-------- RECORD SET
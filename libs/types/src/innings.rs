//! Innings lifecycle types
//!
//! An innings is opened once the batting and bowling sides are fixed and is
//! closed exactly once, either automatically by a delivery (all out, overs
//! exhausted, target reached) or by an explicit declaration/forfeit.

use serde::{Deserialize, Serialize};

use crate::ids::{InningsId, MatchId, TeamId};
use crate::numeric::BallCount;

/// Wickets available in a super over.
pub const SUPER_OVER_WICKETS: u32 = 2;

#[derive(Debug, Clone, Copy, PartialEq, Eq, Hash, Serialize, Deserialize)]
#[serde(rename_all = "SCREAMING_SNAKE_CASE")]
pub enum InningsKind {
    Regular,
    SuperOver,
}

/// Why an innings closed
#[derive(Debug, Clone, Copy, PartialEq, Eq, Hash, Serialize, Deserialize)]
#[serde(rename_all = "SCREAMING_SNAKE_CASE")]
pub enum ClosureReason {
    AllOut,
    OversExhausted,
    TargetReached,
    Declared,
    Forfeited,
}

impl ClosureReason {
    /// Closures caused by a delivery rather than a captain's decision.
    pub fn is_automatic(&self) -> bool {
        matches!(
            self,
            ClosureReason::AllOut | ClosureReason::OversExhausted | ClosureReason::TargetReached
        )
    }
}

/// Terminal state of an innings
#[derive(Debug, Clone, Copy, PartialEq, Eq, Serialize, Deserialize)]
pub struct Closure {
    pub reason: ClosureReason,
    /// Legal balls bowled when the innings closed.
    pub balls: BallCount,
    pub runs: u32,
    pub wickets: u32,
    /// Sequence of the delivery that closed the innings, if any.
    pub at_sequence: Option<u64>,
}

/// Fixed parameters of an innings, decided when it is opened
#[derive(Debug, Clone, PartialEq, Eq, Serialize, Deserialize)]
pub struct InningsMeta {
    pub innings_id: InningsId,
    pub match_id: MatchId,
    /// 1-based position within the match, super overs included.
    pub number: u32,
    pub kind: InningsKind,
    pub batting_team: TeamId,
    pub bowling_team: TeamId,
    /// None for unlimited-overs innings.
    pub overs_limit: Option<u32>,
    /// Wickets that end the innings (team size - 1, or 2 in a super over).
    pub max_wickets: u32,
    /// Runs required to win, set for the final innings of a chase.
    pub target: Option<u32>,
    pub follow_on: bool,
}

impl InningsMeta {
    pub fn ball_limit(&self) -> Option<BallCount> {
        self.overs_limit.map(BallCount::from_overs)
    }
}

/// Totals of an innings as seen by the match
#[derive(Debug, Clone, PartialEq, Eq, Serialize, Deserialize)]
pub struct InningsSummary {
    pub innings_id: InningsId,
    pub number: u32,
    pub kind: InningsKind,
    pub batting_team: TeamId,
    pub runs: u32,
    pub wickets: u32,
    pub max_wickets: u32,
    pub balls: BallCount,
    pub target: Option<u32>,
    pub closure: Option<Closure>,
}

impl InningsSummary {
    pub fn is_closed(&self) -> bool {
        self.closure.is_some()
    }

    pub fn closure_reason(&self) -> Option<ClosureReason> {
        self.closure.map(|c| c.reason)
    }

    /// Wickets left in hand when the innings ended.
    pub fn wickets_in_hand(&self) -> u32 {
        self.max_wickets.saturating_sub(self.wickets)
    }
}

#[cfg(test)]
mod tests {
    use super::*;

    #[test]
    fn test_automatic_closures() {
        assert!(ClosureReason::AllOut.is_automatic());
        assert!(ClosureReason::TargetReached.is_automatic());
        assert!(!ClosureReason::Declared.is_automatic());
        assert!(!ClosureReason::Forfeited.is_automatic());
    }

    #[test]
    fn test_ball_limit() {
        let meta = InningsMeta {
            innings_id: InningsId::new(),
            match_id: MatchId::new(),
            number: 1,
            kind: InningsKind::Regular,
            batting_team: TeamId::new("home"),
            bowling_team: TeamId::new("away"),
            overs_limit: Some(20),
            max_wickets: 10,
            target: None,
            follow_on: false,
        };
        assert_eq!(meta.ball_limit(), Some(BallCount::from_balls(120)));
    }
}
----------------
TO DO >> Could you repeat exactly the lines in the listing above from the one with "pub enum ClosureReason" down to the one with "it is opened"? Include both of those lines.

RESPONSE TO THIS EXERCISE >>
pub enum ClosureReason {
    AllOut,
    OversExhausted,
    TargetReached,
    Declared,
    Forfeited,
}

impl ClosureReason {
    /// Closures caused by a delivery rather than a captain's decision.
    pub fn is_automatic(&self) -> bool {
        matches!(
            self,
            ClosureReason::AllOut | ClosureReason::OversExhausted | ClosureReason::TargetReached
        )
    }
}

/// Terminal state of an innings
#[derive(Debug, Clone, Copy, PartialEq, Eq, Serialize, Deserialize)]
pub struct Closure {
    pub reason: ClosureReason,
    /// Legal balls bowled when the innings closed.
    pub balls: BallCount,
    pub runs: u32,
    pub wickets: u32,
    /// Sequence of the delivery that closed the innings, if any.
    pub at_sequence: Option<u64>,
}

/// Fixed parameters of an innings, decided when it is opened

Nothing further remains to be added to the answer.